Тюремщик открыл две двери. Маглабиты вывели худого, бледного человека с выколотым глазом, отрубленной кистью руки, ковылявшего на отрубленной ступне. Сепеос заморгал единственным глазом, волочил уцелевшую ногу. Узнал лишь тюремщика и маглабитов, догадывался о сане Дигениса по его повелительной осанке и воскликнул, принимая присмиревших Палладия и Пампрепия за пленников, которые обречены на одинаковую с ним казнь.
– Милосердая Владычица! Великий Иисусе! Как, и вы люди!
В одном восклицании этом излилось все, что претерпел отважный Сепеос. И, простирая свою изувеченную руку, продолжал:
– Подобно мне отсекут вам кисть руки, злосчастные, и выколют глаз и обрубят ногу. Кто вы? Побежденные ли Православные, или Зеленые, не смогшие добиться торжества Управды!
Но маглабиты толкнули его в темницу Гараиви, и тот, вскочив, затрясся, косматый, страшный, с отрезанным носом и ушами. Он признал Палладия и Пампрепия, которые дрожали:
– Предатели! Вы оба предатели! Злодеи! И когда Управда восторжествует Базилевсом, я утоплю вас, как утопил Гераиска!

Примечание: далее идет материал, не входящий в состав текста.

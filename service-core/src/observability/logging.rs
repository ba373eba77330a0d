use opentelemetry::KeyValue;
use opentelemetry_otlp::WithExportConfig;
use opentelemetry_sdk::{Resource, runtime, trace as sdktrace};
use tracing_subscriber::{layer::SubscriberExt, util::SubscriberInitExt};

/// Install the global subscriber: env filter, JSON logs, and OTLP export
/// when an endpoint is given.
///
/// An OTLP pipeline that fails to start is reported and skipped; logging
/// still comes up.
pub fn init_tracing(service_name: &str, log_level: &str, otlp_endpoint: Option<&str>) {
    let env_filter = tracing_subscriber::EnvFilter::try_from_default_env()
        .unwrap_or_else(|_| tracing_subscriber::EnvFilter::new(log_level));

    let tracer = otlp_endpoint.and_then(|endpoint| {
        let otlp_exporter = opentelemetry_otlp::new_exporter()
            .tonic()
            .with_endpoint(endpoint);

        match opentelemetry_otlp::new_pipeline()
            .tracing()
            .with_exporter(otlp_exporter)
            .with_trace_config(sdktrace::config().with_resource(Resource::new(vec![
                KeyValue::new("service.name", service_name.to_string()),
            ])))
            .install_batch(runtime::Tokio)
        {
            Ok(t) => Some(t),
            Err(e) => {
                eprintln!(
                    "Failed to initialize OTLP tracer for service '{}' at endpoint '{}': {}",
                    service_name, endpoint, e
                );
                None
            }
        }
    });

    let telemetry = tracer.map(|t| tracing_opentelemetry::layer().with_tracer(t));

    let result = tracing_subscriber::registry()
        .with(env_filter)
        .with(telemetry)
        .with(
            tracing_subscriber::fmt::layer()
                .with_file(true)
                .with_line_number(true)
                .json()
                .flatten_event(true),
        )
        .try_init();

    if let Err(e) = result {
        eprintln!("Global tracing subscriber already installed: {}", e);
    }
}
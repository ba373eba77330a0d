//! service-core: Shared infrastructure for the SSO gateway.
pub mod config;
pub mod error;
pub mod middleware;
pub mod observability;
pub mod retry;

pub use axum;
pub use serde;
pub use serde_json;
pub use tokio;
pub use tower;
pub use tower_http;
pub use tracing;
//! PostgreSQL store backed by sqlx.

use async_trait::async_trait;
use chrono::{DateTime, Utc};
use sqlx::postgres::{PgExecutor, PgPool};
use uuid::Uuid;

use super::{ClaimOutcome, RefreshTokenStore, RegistryStore, StoreError};
use crate::models::{RefreshTokenRecord, RegistryData, Resource, Role, Service, SuccessorToken};

const REFRESH_TOKEN_COLUMNS: &str = "token_id, token_hash, subject_id, roles, family_id, \
     issued_utc, expiry_utc, consumed_utc, revoked_utc";

/// PostgreSQL database wrapper.
#[derive(Clone)]
pub struct PgStore {
    pool: PgPool,
}

impl PgStore {
    pub fn new(pool: PgPool) -> Self {
        Self { pool }
    }

    pub fn pool(&self) -> &PgPool {
        &self.pool
    }

    async fn find_refresh_token_by_hash(
        &self,
        token_hash: &str,
    ) -> Result<Option<RefreshTokenRecord>, StoreError> {
        let sql = format!(
            "SELECT {} FROM refresh_tokens WHERE token_hash = $1",
            REFRESH_TOKEN_COLUMNS
        );
        let record = sqlx::query_as::<_, RefreshTokenRecord>(&sql)
            .bind(token_hash)
            .fetch_optional(&self.pool)
            .await?;
        Ok(record)
    }
}

#[async_trait]
impl RegistryStore for PgStore {
    async fn fetch_registry(&self) -> Result<RegistryData, StoreError> {
        // One read-only snapshot transaction so the three reads agree.
        let mut tx = self.pool.begin().await?;
        sqlx::query("SET TRANSACTION ISOLATION LEVEL REPEATABLE READ, READ ONLY")
            .execute(&mut *tx)
            .await?;

        let services = sqlx::query_as::<_, Service>(
            "SELECT service_id, service_name, base_address FROM services ORDER BY service_name",
        )
        .fetch_all(&mut *tx)
        .await?;

        let resources = sqlx::query_as::<_, Resource>(
            r#"
            SELECT resource_id, service_id, path_pattern, method_pattern, required_roles
            FROM resources
            ORDER BY service_id, resource_id
            "#,
        )
        .fetch_all(&mut *tx)
        .await?;

        let roles = sqlx::query_as::<_, Role>("SELECT role_name FROM roles ORDER BY role_name")
            .fetch_all(&mut *tx)
            .await?;

        tx.commit().await?;

        Ok(RegistryData {
            services,
            resources,
            roles,
        })
    }
}

#[async_trait]
impl RefreshTokenStore for PgStore {
    async fn insert_refresh_token(&self, record: &RefreshTokenRecord) -> Result<(), StoreError> {
        insert_record(&self.pool, record).await
    }

    async fn rotate_refresh_token(
        &self,
        token_hash: &str,
        successor: SuccessorToken,
        now: DateTime<Utc>,
    ) -> Result<ClaimOutcome, StoreError> {
        // The WHERE clause is the claim: PostgreSQL serialises the row
        // update, so only one transaction can see consumed_utc IS NULL. A
        // racing claim blocks on the row lock until this transaction ends,
        // by which time the successor is committed too.
        let sql = format!(
            r#"
            UPDATE refresh_tokens
            SET consumed_utc = $2
            WHERE token_hash = $1
              AND consumed_utc IS NULL
              AND revoked_utc IS NULL
              AND expiry_utc > $2
            RETURNING {}
            "#,
            REFRESH_TOKEN_COLUMNS
        );

        let mut tx = self.pool.begin().await?;
        let claimed = sqlx::query_as::<_, RefreshTokenRecord>(&sql)
            .bind(token_hash)
            .bind(now)
            .fetch_optional(&mut *tx)
            .await?;

        let Some(claimed) = claimed else {
            tx.rollback().await?;
            return Ok(match self.find_refresh_token_by_hash(token_hash).await? {
                Some(record) => ClaimOutcome::classify_unclaimed(record, now),
                None => ClaimOutcome::NotFound,
            });
        };

        // Dropping the transaction on a failed insert rolls the claim back.
        let successor = successor.replacing(&claimed, now);
        insert_record(&mut *tx, &successor).await?;
        tx.commit().await?;

        Ok(ClaimOutcome::Rotated { claimed, successor })
    }

    async fn revoke_refresh_token(&self, token_hash: &str) -> Result<bool, StoreError> {
        let result = sqlx::query(
            "UPDATE refresh_tokens SET revoked_utc = NOW() WHERE token_hash = $1 AND revoked_utc IS NULL",
        )
        .bind(token_hash)
        .execute(&self.pool)
        .await?;
        Ok(result.rows_affected() > 0)
    }

    async fn revoke_subject(&self, subject_id: &str) -> Result<u64, StoreError> {
        let result = sqlx::query(
            "UPDATE refresh_tokens SET revoked_utc = NOW() WHERE subject_id = $1 AND revoked_utc IS NULL",
        )
        .bind(subject_id)
        .execute(&self.pool)
        .await?;
        Ok(result.rows_affected())
    }

    async fn revoke_family(&self, family_id: Uuid) -> Result<u64, StoreError> {
        let result = sqlx::query(
            "UPDATE refresh_tokens SET revoked_utc = NOW() WHERE family_id = $1 AND revoked_utc IS NULL",
        )
        .bind(family_id)
        .execute(&self.pool)
        .await?;
        Ok(result.rows_affected())
    }
}

async fn insert_record<'e, E>(executor: E, record: &RefreshTokenRecord) -> Result<(), StoreError>
where
    E: PgExecutor<'e>,
{
    sqlx::query(
        r#"
        INSERT INTO refresh_tokens (token_id, token_hash, subject_id, roles, family_id, issued_utc, expiry_utc, consumed_utc, revoked_utc)
        VALUES ($1, $2, $3, $4, $5, $6, $7, $8, $9)
        "#,
    )
    .bind(record.token_id)
    .bind(&record.token_hash)
    .bind(&record.subject_id)
    .bind(&record.roles)
    .bind(record.family_id)
    .bind(record.issued_utc)
    .bind(record.expiry_utc)
    .bind(record.consumed_utc)
    .bind(record.revoked_utc)
    .execute(executor)
    .await
    .map_err(|e| match e {
        sqlx::Error::Database(db) if db.is_unique_violation() => {
            StoreError::Conflict(record.token_id.to_string())
        }
        e => StoreError::Database(e),
    })?;
    Ok(())
}
//! W3C Trace Context propagation for proxied calls.
//!
//! See: https://www.w3.org/TR/trace-context/

use http::HeaderMap;
use opentelemetry::trace::TraceContextExt;
use tracing::Span;
use tracing_opentelemetry::OpenTelemetrySpanExt;

/// Header name for W3C traceparent
pub const TRACEPARENT_HEADER: &str = "traceparent";

/// Header name for W3C tracestate
pub const TRACESTATE_HEADER: &str = "tracestate";

/// Header name for request correlation ID
pub const REQUEST_ID_HEADER: &str = "x-request-id";

/// Inject the current span's trace context into outgoing headers.
///
/// Returns `false` when there is no valid OpenTelemetry context (for example
/// when no OTLP exporter is configured), leaving `headers` untouched.
pub fn inject_trace_context(headers: &mut HeaderMap) -> bool {
    let span = Span::current();
    let context = span.context();
    let otel_span = context.span();
    let span_context = otel_span.span_context();

    if !span_context.is_valid() {
        return false;
    }

    // version-trace_id-span_id-trace_flags
    let traceparent = format!(
        "00-{}-{}-{:02x}",
        span_context.trace_id(),
        span_context.span_id(),
        span_context.trace_flags().to_u8()
    );

    if let Ok(value) = traceparent.parse() {
        headers.insert(TRACEPARENT_HEADER, value);
    }

    let tracestate_str = span_context.trace_state().header();
    if !tracestate_str.is_empty()
        && let Ok(value) = tracestate_str.parse()
    {
        headers.insert(TRACESTATE_HEADER, value);
    }

    true
}

/// Carry trace context from an inbound request to an outbound one.
///
/// The gateway's own span context wins when one exists; otherwise the
/// caller's `traceparent`/`tracestate` are relayed as received so the
/// downstream stays in the caller's trace.
pub fn propagate_trace_headers(incoming: &HeaderMap, outgoing: &mut HeaderMap) {
    if inject_trace_context(outgoing) {
        return;
    }

    for name in [TRACEPARENT_HEADER, TRACESTATE_HEADER] {
        if let Some(value) = incoming.get(name) {
            outgoing.insert(name, value.clone());
        }
    }
}
//! Registry entities: services, their resources and the roles resources require.

use serde::{Deserialize, Serialize};
use sqlx::FromRow;
use uuid::Uuid;

/// Backend service reachable through the gateway.
#[derive(Debug, Clone, PartialEq, Eq, Serialize, Deserialize, FromRow)]
pub struct Service {
    pub service_id: Uuid,
    /// Unique name, matched against the first path segment.
    pub service_name: String,
    /// Absolute base URL requests are forwarded to.
    pub base_address: String,
}

impl Service {
    pub fn new(service_name: impl Into<String>, base_address: impl Into<String>) -> Self {
        Self {
            service_id: Uuid::new_v4(),
            service_name: service_name.into(),
            base_address: base_address.into(),
        }
    }
}

/// Path/method pattern of a service plus the roles needed to call it.
#[derive(Debug, Clone, PartialEq, Eq, Serialize, Deserialize, FromRow)]
pub struct Resource {
    pub resource_id: Uuid,
    pub service_id: Uuid,
    pub path_pattern: String,
    pub method_pattern: String,
    pub required_roles: Vec<String>,
}

impl Resource {
    pub fn new(
        service_id: Uuid,
        path_pattern: impl Into<String>,
        method_pattern: impl Into<String>,
        required_roles: &[&str],
    ) -> Self {
        Self {
            resource_id: Uuid::new_v4(),
            service_id,
            path_pattern: path_pattern.into(),
            method_pattern: method_pattern.into(),
            required_roles: required_roles.iter().map(|r| r.to_string()).collect(),
        }
    }
}

#[derive(Debug, Clone, PartialEq, Eq, Serialize, Deserialize, FromRow)]
pub struct Role {
    pub role_name: String,
}

impl Role {
    pub fn new(role_name: impl Into<String>) -> Self {
        Self {
            role_name: role_name.into(),
        }
    }
}

/// One complete read of the registry tables.
#[derive(Debug, Clone, Default)]
pub struct RegistryData {
    pub services: Vec<Service>,
    pub resources: Vec<Resource>,
    pub roles: Vec<Role>,
}
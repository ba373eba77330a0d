//! Registry cache: lock-free lookups against the current snapshot, refreshed
//! from the store by a single background writer.

mod pattern;
mod refresher;
mod snapshot;

use arc_swap::ArcSwapOption;
use chrono::{DateTime, Utc};
use http::Method;
use serde::Serialize;
use std::sync::{Arc, Mutex};
use std::time::{Duration, Instant};
use thiserror::Error;
use tracing::{info, warn};

use crate::store::{RegistryStore, StoreError};

pub use pattern::{is_unsafe_segment, split_path, MethodPattern, PathPattern, PatternError};
pub use refresher::spawn_refresher;
pub use snapshot::{RegistrySnapshot, ResolvedResource};

#[derive(Debug, Error)]
pub enum LookupError {
    /// No snapshot has been installed yet.
    #[error("Registry not yet loaded")]
    Unavailable,

    #[error("Unknown service '{0}'")]
    ServiceNotFound(String),

    #[error("No resource of service '{service}' matches '{path}'")]
    ResourceNotFound { service: String, path: String },
}

#[derive(Debug, Error)]
pub enum RefreshError {
    #[error("Registry fetch failed: {0}")]
    Store(#[from] StoreError),

    #[error("Registry data is inconsistent: {0}")]
    Inconsistent(String),
}

#[derive(Debug, Clone, Default)]
struct RefreshState {
    last_attempt_at: Option<DateTime<Utc>>,
    last_error: Option<String>,
    consecutive_failures: u32,
}

/// Point-in-time view of the cache for health reporting.
#[derive(Debug, Clone, Serialize)]
pub struct RegistryStatus {
    pub warm: bool,
    pub version: Option<u64>,
    pub fetched_at: Option<DateTime<Utc>>,
    pub age_seconds: Option<i64>,
    pub stale: bool,
    pub services: usize,
    pub resources: usize,
    pub last_attempt_at: Option<DateTime<Utc>>,
    pub last_error: Option<String>,
    pub consecutive_failures: u32,
}

pub struct RegistryCache {
    store: Arc<dyn RegistryStore>,
    current: ArcSwapOption<RegistrySnapshot>,
    ttl: Duration,
    state: Mutex<RefreshState>,
    // Serialises refreshes so versions are handed out in install order.
    refresh_lock: tokio::sync::Mutex<()>,
}

impl RegistryCache {
    pub fn new(store: Arc<dyn RegistryStore>, ttl: Duration) -> Self {
        Self {
            store,
            current: ArcSwapOption::empty(),
            ttl,
            state: Mutex::new(RefreshState::default()),
            refresh_lock: tokio::sync::Mutex::new(()),
        }
    }

    /// Current snapshot, if any. Holders keep their generation alive after a
    /// newer one is installed.
    pub fn snapshot(&self) -> Option<Arc<RegistrySnapshot>> {
        self.current.load_full()
    }

    pub fn is_warm(&self) -> bool {
        self.current.load().is_some()
    }

    pub fn lookup(
        &self,
        service_name: &str,
        resource_path: &str,
        method: &Method,
    ) -> Result<ResolvedResource, LookupError> {
        let guard = self.current.load();
        match guard.as_ref() {
            Some(snapshot) => snapshot.lookup(service_name, resource_path, method),
            None => Err(LookupError::Unavailable),
        }
    }

    /// Fetch and install a new snapshot. The current snapshot is replaced
    /// only when both fetch and build succeed.
    pub async fn refresh(&self) -> Result<u64, RefreshError> {
        let _guard = self.refresh_lock.lock().await;
        let started = Instant::now();
        let attempted_at = Utc::now();

        let next_version = self.current.load().as_ref().map_or(1, |s| s.version() + 1);

        let result = match self.store.fetch_registry().await {
            Ok(data) => RegistrySnapshot::build(data, next_version, Utc::now()),
            Err(e) => Err(RefreshError::from(e)),
        };

        let elapsed = started.elapsed();
        metrics::histogram!("registry_refresh_duration_seconds").record(elapsed.as_secs_f64());

        match result {
            Ok(snapshot) => {
                let version = snapshot.version();
                info!(
                    version,
                    services = snapshot.service_count(),
                    resources = snapshot.resource_count(),
                    duration_ms = elapsed.as_millis() as u64,
                    "Registry snapshot installed"
                );
                self.current.store(Some(Arc::new(snapshot)));

                let mut state = self.lock_state();
                state.last_attempt_at = Some(attempted_at);
                state.last_error = None;
                state.consecutive_failures = 0;
                drop(state);

                metrics::counter!("registry_refresh_total", "outcome" => "success").increment(1);
                metrics::gauge!("registry_snapshot_version").set(version as f64);
                Ok(version)
            }
            Err(e) => {
                let mut state = self.lock_state();
                state.last_attempt_at = Some(attempted_at);
                state.last_error = Some(e.to_string());
                state.consecutive_failures = state.consecutive_failures.saturating_add(1);
                let failures = state.consecutive_failures;
                drop(state);

                warn!(
                    error = %e,
                    consecutive_failures = failures,
                    warm = self.is_warm(),
                    "Registry refresh failed, keeping previous snapshot"
                );
                metrics::counter!("registry_refresh_total", "outcome" => "failure").increment(1);
                Err(e)
            }
        }
    }

    pub fn status(&self) -> RegistryStatus {
        let snapshot = self.snapshot();
        let state = self.lock_state().clone();
        let now = Utc::now();

        let age_seconds = snapshot
            .as_ref()
            .map(|s| (now - s.fetched_at()).num_seconds().max(0));
        let stale = age_seconds.map_or(true, |age| age as u64 > self.ttl.as_secs());

        RegistryStatus {
            warm: snapshot.is_some(),
            version: snapshot.as_ref().map(|s| s.version()),
            fetched_at: snapshot.as_ref().map(|s| s.fetched_at()),
            age_seconds,
            stale,
            services: snapshot.as_ref().map_or(0, |s| s.service_count()),
            resources: snapshot.as_ref().map_or(0, |s| s.resource_count()),
            last_attempt_at: state.last_attempt_at,
            last_error: state.last_error,
            consecutive_failures: state.consecutive_failures,
        }
    }

    fn lock_state(&self) -> std::sync::MutexGuard<'_, RefreshState> {
        self.state
            .lock()
            .unwrap_or_else(|poisoned| poisoned.into_inner())
    }
}

#[cfg(test)]
mod tests {
    use super::*;
    use crate::models::{RegistryData, Resource, Role, Service};
    use crate::store::InMemoryStore;

    fn bank_registry() -> RegistryData {
        let bank = Service::new("bank", "http://bank:8080");
        RegistryData {
            resources: vec![Resource::new(
                bank.service_id,
                "getAccounts",
                "GET",
                &["bank_read"],
            )],
            services: vec![bank],
            roles: vec![Role::new("bank_read")],
        }
    }

    #[tokio::test]
    async fn test_cold_cache_is_unavailable() {
        let store = Arc::new(InMemoryStore::with_registry(bank_registry()));
        let cache = RegistryCache::new(store, Duration::from_secs(300));

        assert!(matches!(
            cache.lookup("bank", "getAccounts", &Method::GET),
            Err(LookupError::Unavailable)
        ));
        assert!(matches!(
            cache.lookup("nope", "x", &Method::GET),
            Err(LookupError::Unavailable)
        ));
        let status = cache.status();
        assert!(!status.warm);
        assert!(status.stale);
    }

    #[tokio::test]
    async fn test_refresh_installs_and_versions() {
        let store = Arc::new(InMemoryStore::with_registry(bank_registry()));
        let cache = RegistryCache::new(store.clone(), Duration::from_secs(300));

        assert_eq!(cache.refresh().await.unwrap(), 1);
        assert_eq!(cache.refresh().await.unwrap(), 2);

        let resolved = cache.lookup("bank", "getAccounts", &Method::GET).unwrap();
        assert_eq!(resolved.version, 2);

        let status = cache.status();
        assert!(status.warm);
        assert!(!status.stale);
        assert_eq!(status.version, Some(2));
        assert_eq!(status.consecutive_failures, 0);
    }

    #[tokio::test]
    async fn test_failed_refresh_keeps_previous_snapshot() {
        let store = Arc::new(InMemoryStore::with_registry(bank_registry()));
        let cache = RegistryCache::new(store.clone(), Duration::from_secs(300));
        cache.refresh().await.unwrap();
        let before = cache.lookup("bank", "getAccounts", &Method::GET).unwrap();

        store.set_registry_unavailable(true);
        assert!(cache.refresh().await.is_err());
        assert!(cache.refresh().await.is_err());

        let after = cache.lookup("bank", "getAccounts", &Method::GET).unwrap();
        assert_eq!(before, after);

        let status = cache.status();
        assert_eq!(status.version, Some(1));
        assert_eq!(status.consecutive_failures, 2);
        assert!(status.last_error.is_some());
    }

    #[tokio::test]
    async fn test_inconsistent_fetch_is_rejected_whole() {
        let store = Arc::new(InMemoryStore::with_registry(bank_registry()));
        let cache = RegistryCache::new(store.clone(), Duration::from_secs(300));
        cache.refresh().await.unwrap();

        let mut broken = bank_registry();
        broken.roles.clear();
        store.set_registry(broken);

        assert!(matches!(
            cache.refresh().await,
            Err(RefreshError::Inconsistent(_))
        ));
        // The old generation, with its own service id, still answers.
        assert!(cache.lookup("bank", "getAccounts", &Method::GET).is_ok());
    }

    #[tokio::test]
    async fn test_held_snapshot_survives_replacement() {
        let store = Arc::new(InMemoryStore::with_registry(bank_registry()));
        let cache = RegistryCache::new(store.clone(), Duration::from_secs(300));
        cache.refresh().await.unwrap();
        let held = cache.snapshot().unwrap();

        store.set_registry(RegistryData::default());
        cache.refresh().await.unwrap();

        assert!(held.lookup("bank", "getAccounts", &Method::GET).is_ok());
        assert!(matches!(
            cache.lookup("bank", "getAccounts", &Method::GET),
            Err(LookupError::ServiceNotFound(_))
        ));
    }

    #[tokio::test]
    async fn test_zero_ttl_reports_stale() {
        let store = Arc::new(InMemoryStore::with_registry(bank_registry()));
        let cache = RegistryCache::new(store, Duration::ZERO);
        cache.refresh().await.unwrap();
        tokio::time::sleep(Duration::from_millis(1100)).await;

        let status = cache.status();
        assert!(status.stale);
        assert!(cache.lookup("bank", "getAccounts", &Method::GET).is_ok());
    }
}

Сепеос предстал в сумерках его квадратной темницы, тускло освещенной небольшой отдушиной. Гараиви остолбенел, ибо ни разу еще после казни и заточения не показывали ему Спафария, сидевшего за противоположной дверью, и никто не передал ему об этом.
– Ах, это ты! Ты здесь!
Он рухнул на большой камень, служивший ему скамьей, а с потолка темницы, в который он мог упереться, выпрямившись во весь свой высокий рост, сумеречный свет проникал, провеянный через отдушину, и разливался над его головой, которую едва прикрывала сыростью и плесенью изъеденная набатейская скуфья. Зловещее выражение легло на изуродованное лицо, печать чего-то отталкивающего, как у терзаемого зверя. Он смотрел на растерянного Сепеоса, который прижимал к сердцу свою единственную руку, остановив свой единственный глаз на Палладии и Пампрепии, по-прежнему заметно дрожавших. Молчание прервал визг Великого Папия.
– На что сетуешь ты? Базилевс освобождает вас. Благодарите судьбу, что он еще не подверг вас увечью Солибаса, которому отрубили обе руки. Я привел сюда Палладия и Пампрепия, чтобы они засвидетельствовали перед вами, как воздает Самодержец верным слугам своим. Оба они осыпаны почестями за то, что некогда предали ему заговор Управды!